YOUR OBJECTIVE:
Write out all of the data exactly as it appears.
[Start of section]
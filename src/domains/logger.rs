use chrono::Utc;
use serde::{Deserialize, Serialize};
use std::sync::Arc;

/// Host notification port. The map session reports failed routes and other
/// things the operator should see through it; diagnostics go to `tracing`.
pub trait DomainLogger: Send + Sync + 'static {
    fn info(&self, msg: &str);
    fn warn(&self, msg: &str);
    fn error(&self, msg: &str);
}

pub type DynLogger = Arc<dyn DomainLogger>;

#[derive(Debug, Clone, Copy, PartialEq, Eq, Default, Serialize, Deserialize)]
#[serde(rename_all = "lowercase")]
pub enum LogLevel {
    Error,
    Warn,
    #[default]
    Info,
    Debug,
}

impl From<LogLevel> for log::LevelFilter {
    fn from(level: LogLevel) -> Self {
        match level {
            LogLevel::Error => log::LevelFilter::Error,
            LogLevel::Warn => log::LevelFilter::Warn,
            LogLevel::Info => log::LevelFilter::Info,
            LogLevel::Debug => log::LevelFilter::Debug,
        }
    }
}

/// Writes notifications to a file through `fast_log`.
pub struct FileLogger;

impl FileLogger {
    /// Install `fast_log` as the process-wide `log` backend writing to `path`.
    /// Fails if another `log` backend is already installed.
    pub fn init(path: &str, level: LogLevel) -> Result<(), Box<dyn std::error::Error>> {
        fast_log::init(
            fast_log::config::Config::new()
                .file(path)
                .level(level.into()),
        )?;
        Ok(())
    }
}

impl DomainLogger for FileLogger {
    fn info(&self, msg: &str) {
        log::info!("{} - {}", Utc::now().to_rfc3339(), msg);
    }

    fn warn(&self, msg: &str) {
        log::warn!("{} - {}", Utc::now().to_rfc3339(), msg);
    }

    fn error(&self, msg: &str) {
        log::error!("{} - {}", Utc::now().to_rfc3339(), msg);
    }
}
[End of section]
RESULT OF THIS TASK:
filename src/domains/logger.rs
use chrono::Utc;
use serde::{Deserialize, Serialize};
use std::sync::Arc;

/// Host notification port. The map session reports failed routes and other
/// things the operator should see through it; diagnostics go to `tracing`.
pub trait DomainLogger: Send + Sync + 'static {
    fn info(&self, msg: &str);
    fn warn(&self, msg: &str);
    fn error(&self, msg: &str);
}

pub type DynLogger = Arc<dyn DomainLogger>;

#[derive(Debug, Clone, Copy, PartialEq, Eq, Default, Serialize, Deserialize)]
#[serde(rename_all = "lowercase")]
pub enum LogLevel {
    Error,
    Warn,
    #[default]
    Info,
    Debug,
}

impl From<LogLevel> for log::LevelFilter {
    fn from(level: LogLevel) -> Self {
        match level {
            LogLevel::Error => log::LevelFilter::Error,
            LogLevel::Warn => log::LevelFilter::Warn,
            LogLevel::Info => log::LevelFilter::Info,
            LogLevel::Debug => log::LevelFilter::Debug,
        }
    }
}

/// Writes notifications to a file through `fast_log`.
pub struct FileLogger;

impl FileLogger {
    /// Install `fast_log` as the process-wide `log` backend writing to `path`.
    /// Fails if another `log` backend is already installed.
    pub fn init(path: &str, level: LogLevel) -> Result<(), Box<dyn std::error::Error>> {
        fast_log::init(
            fast_log::config::Config::new()
                .file(path)
                .level(level.into()),
        )?;
        Ok(())
    }
}

impl DomainLogger for FileLogger {
    fn info(&self, msg: &str) {
        log::info!("{} - {}", Utc::now().to_rfc3339(), msg);
    }

    fn warn(&self, msg: &str) {
        log::warn!("{} - {}", Utc::now().to_rfc3339(), msg);
    }

    fn error(&self, msg: &str) {
        log::error!("{} - {}", Utc::now().to_rfc3339(), msg);
    }
}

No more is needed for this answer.